** Collected data **
■ ■ ■ ■ ■ ■ ■
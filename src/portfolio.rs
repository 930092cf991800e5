//! Aggregate demand and risk signals across captured leads

use crate::engine::{zip_prefix, CalculationResult};
use crate::lead::{LeadIndex, LeadRecord, LeadStatus};
use crate::profile::HouseholdProfile;
use crate::reference::Jurisdiction;
use chrono::{DateTime, Utc};
use serde::Serialize;
use std::collections::BTreeMap;

/// Risk score at or above which an asset counts as high risk
pub const HIGH_RISK_SCORE: f64 = 7.0;

/// Risk score at or above which an asset counts as critical
pub const CRITICAL_RISK_SCORE: f64 = 9.0;

/// Key used when a profile answer is missing
const UNKNOWN_KEY: &str = "unknown";

/// Point-in-time summary over a set of leads
#[derive(Debug, Clone, PartialEq, Serialize)]
#[serde(rename_all = "camelCase")]
pub struct PortfolioSnapshot {
    pub timestamp: DateTime<Utc>,
    /// Jurisdiction filter, `None` for the whole region
    pub region: Option<Jurisdiction>,

    // Demand
    pub total_leads: usize,
    pub leads_by_zip_prefix: BTreeMap<String, usize>,
    pub leads_by_heating_type: BTreeMap<String, usize>,
    pub leads_by_income_level: BTreeMap<String, usize>,

    // Risk
    pub avg_risk_score: f64,
    pub high_risk_assets: usize,
    pub critical_assets: usize,

    // Incentives
    pub avg_incentive_coverage: f64,
    pub total_incentive_value: f64,
    pub avg_net_cost: f64,

    // Conversion
    pub leads_to_consultation: usize,
    pub conversion_rate: f64,
}

impl PortfolioSnapshot {
    /// Summarize every lead. Empty input yields zero averages.
    pub fn from_leads(leads: &[LeadRecord], timestamp: DateTime<Utc>) -> Self {
        Self::build(leads.iter().map(Self::entry), None, timestamp)
    }

    /// Summarize raw calculations, e.g. a batch run, as if each were a new lead
    pub fn from_calculations(
        calculations: &[(HouseholdProfile, CalculationResult)],
        timestamp: DateTime<Utc>,
    ) -> Self {
        let indexes: Vec<LeadIndex> = calculations
            .iter()
            .map(|(_, result)| LeadIndex::from_result(result))
            .collect();
        let entries = calculations
            .iter()
            .zip(&indexes)
            .map(|((profile, _), index)| (profile, index, LeadStatus::New));
        Self::build(entries, None, timestamp)
    }

    /// Summarize the leads whose result landed in one jurisdiction
    pub fn for_region(leads: &[LeadRecord], region: Jurisdiction, timestamp: DateTime<Utc>) -> Self {
        let filtered = leads
            .iter()
            .filter(|l| l.index.state == region)
            .map(Self::entry);
        Self::build(filtered, Some(region), timestamp)
    }

    fn entry(lead: &LeadRecord) -> (&HouseholdProfile, &LeadIndex, LeadStatus) {
        (&lead.profile, &lead.index, lead.status)
    }

    fn build<'a>(
        entries: impl Iterator<Item = (&'a HouseholdProfile, &'a LeadIndex, LeadStatus)>,
        region: Option<Jurisdiction>,
        timestamp: DateTime<Utc>,
    ) -> Self {
        let mut snapshot = Self {
            timestamp,
            region,
            total_leads: 0,
            leads_by_zip_prefix: BTreeMap::new(),
            leads_by_heating_type: BTreeMap::new(),
            leads_by_income_level: BTreeMap::new(),
            avg_risk_score: 0.0,
            high_risk_assets: 0,
            critical_assets: 0,
            avg_incentive_coverage: 0.0,
            total_incentive_value: 0.0,
            avg_net_cost: 0.0,
            leads_to_consultation: 0,
            conversion_rate: 0.0,
        };

        let mut risk_sum = 0.0;
        let mut coverage_sum = 0.0;
        let mut net_cost_sum = 0.0;

        for (profile, index, status) in entries {
            snapshot.total_leads += 1;

            let prefix = zip_prefix(&profile.postal_code).unwrap_or(UNKNOWN_KEY);
            *snapshot.leads_by_zip_prefix.entry(prefix.to_string()).or_default() += 1;

            let heating = profile.heating_system.map_or(UNKNOWN_KEY, |h| h.id());
            *snapshot.leads_by_heating_type.entry(heating.to_string()).or_default() += 1;

            let income = profile.income_bracket.map_or(UNKNOWN_KEY, |b| b.id());
            *snapshot.leads_by_income_level.entry(income.to_string()).or_default() += 1;

            risk_sum += index.risk_score;
            if index.risk_score >= HIGH_RISK_SCORE {
                snapshot.high_risk_assets += 1;
            }
            if index.risk_score >= CRITICAL_RISK_SCORE {
                snapshot.critical_assets += 1;
            }

            coverage_sum += index.incentive_coverage;
            net_cost_sum += index.net_cost;
            snapshot.total_incentive_value += index.total_incentives;

            if matches!(status, LeadStatus::ConsultationRequested | LeadStatus::Converted) {
                snapshot.leads_to_consultation += 1;
            }
        }

        if snapshot.total_leads > 0 {
            let n = snapshot.total_leads as f64;
            snapshot.avg_risk_score = risk_sum / n;
            snapshot.avg_incentive_coverage = coverage_sum / n;
            snapshot.avg_net_cost = net_cost_sum / n;
            snapshot.conversion_rate = snapshot.leads_to_consultation as f64 / n;
        }

        snapshot
    }
}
■ ■ ■ ■ ■ ■ ■
** Exercise objective **
From the records above, extract every line exactly as it stands.

** Answer section **
filename src/portfolio.rs
repository 930092cf991800e5
//! Aggregate demand and risk signals across captured leads

use crate::engine::{zip_prefix, CalculationResult};
use crate::lead::{LeadIndex, LeadRecord, LeadStatus};
use crate::profile::HouseholdProfile;
use crate::reference::Jurisdiction;
use chrono::{DateTime, Utc};
use serde::Serialize;
use std::collections::BTreeMap;

/// Risk score at or above which an asset counts as high risk
pub const HIGH_RISK_SCORE: f64 = 7.0;

/// Risk score at or above which an asset counts as critical
pub const CRITICAL_RISK_SCORE: f64 = 9.0;

/// Key used when a profile answer is missing
const UNKNOWN_KEY: &str = "unknown";

/// Point-in-time summary over a set of leads
#[derive(Debug, Clone, PartialEq, Serialize)]
#[serde(rename_all = "camelCase")]
pub struct PortfolioSnapshot {
    pub timestamp: DateTime<Utc>,
    /// Jurisdiction filter, `None` for the whole region
    pub region: Option<Jurisdiction>,

    // Demand
    pub total_leads: usize,
    pub leads_by_zip_prefix: BTreeMap<String, usize>,
    pub leads_by_heating_type: BTreeMap<String, usize>,
    pub leads_by_income_level: BTreeMap<String, usize>,

    // Risk
    pub avg_risk_score: f64,
    pub high_risk_assets: usize,
    pub critical_assets: usize,

    // Incentives
    pub avg_incentive_coverage: f64,
    pub total_incentive_value: f64,
    pub avg_net_cost: f64,

    // Conversion
    pub leads_to_consultation: usize,
    pub conversion_rate: f64,
}

impl PortfolioSnapshot {
    /// Summarize every lead. Empty input yields zero averages.
    pub fn from_leads(leads: &[LeadRecord], timestamp: DateTime<Utc>) -> Self {
        Self::build(leads.iter().map(Self::entry), None, timestamp)
    }

    /// Summarize raw calculations, e.g. a batch run, as if each were a new lead
    pub fn from_calculations(
        calculations: &[(HouseholdProfile, CalculationResult)],
        timestamp: DateTime<Utc>,
    ) -> Self {
        let indexes: Vec<LeadIndex> = calculations
            .iter()
            .map(|(_, result)| LeadIndex::from_result(result))
            .collect();
        let entries = calculations
            .iter()
            .zip(&indexes)
            .map(|((profile, _), index)| (profile, index, LeadStatus::New));
        Self::build(entries, None, timestamp)
    }

    /// Summarize the leads whose result landed in one jurisdiction
    pub fn for_region(leads: &[LeadRecord], region: Jurisdiction, timestamp: DateTime<Utc>) -> Self {
        let filtered = leads
            .iter()
            .filter(|l| l.index.state == region)
            .map(Self::entry);
        Self::build(filtered, Some(region), timestamp)
    }

    fn entry(lead: &LeadRecord) -> (&HouseholdProfile, &LeadIndex, LeadStatus) {
        (&lead.profile, &lead.index, lead.status)
    }

    fn build<'a>(
        entries: impl Iterator<Item = (&'a HouseholdProfile, &'a LeadIndex, LeadStatus)>,
        region: Option<Jurisdiction>,
        timestamp: DateTime<Utc>,
    ) -> Self {
        let mut snapshot = Self {
            timestamp,
            region,
            total_leads: 0,
            leads_by_zip_prefix: BTreeMap::new(),
            leads_by_heating_type: BTreeMap::new(),
            leads_by_income_level: BTreeMap::new(),
            avg_risk_score: 0.0,
            high_risk_assets: 0,
            critical_assets: 0,
            avg_incentive_coverage: 0.0,
            total_incentive_value: 0.0,
            avg_net_cost: 0.0,
            leads_to_consultation: 0,
            conversion_rate: 0.0,
        };

        let mut risk_sum = 0.0;
        let mut coverage_sum = 0.0;
        let mut net_cost_sum = 0.0;

        for (profile, index, status) in entries {
            snapshot.total_leads += 1;

            let prefix = zip_prefix(&profile.postal_code).unwrap_or(UNKNOWN_KEY);
            *snapshot.leads_by_zip_prefix.entry(prefix.to_string()).or_default() += 1;

            let heating = profile.heating_system.map_or(UNKNOWN_KEY, |h| h.id());
            *snapshot.leads_by_heating_type.entry(heating.to_string()).or_default() += 1;

            let income = profile.income_bracket.map_or(UNKNOWN_KEY, |b| b.id());
            *snapshot.leads_by_income_level.entry(income.to_string()).or_default() += 1;

            risk_sum += index.risk_score;
            if index.risk_score >= HIGH_RISK_SCORE {
                snapshot.high_risk_assets += 1;
            }
            if index.risk_score >= CRITICAL_RISK_SCORE {
                snapshot.critical_assets += 1;
            }

            coverage_sum += index.incentive_coverage;
            net_cost_sum += index.net_cost;
            snapshot.total_incentive_value += index.total_incentives;

            if matches!(status, LeadStatus::ConsultationRequested | LeadStatus::Converted) {
                snapshot.leads_to_consultation += 1;
            }
        }

        if snapshot.total_leads > 0 {
            let n = snapshot.total_leads as f64;
            snapshot.avg_risk_score = risk_sum / n;
            snapshot.avg_incentive_coverage = coverage_sum / n;
            snapshot.avg_net_cost = net_cost_sum / n;
            snapshot.conversion_rate = snapshot.leads_to_consultation as f64 / n;
        }

        snapshot
    }
}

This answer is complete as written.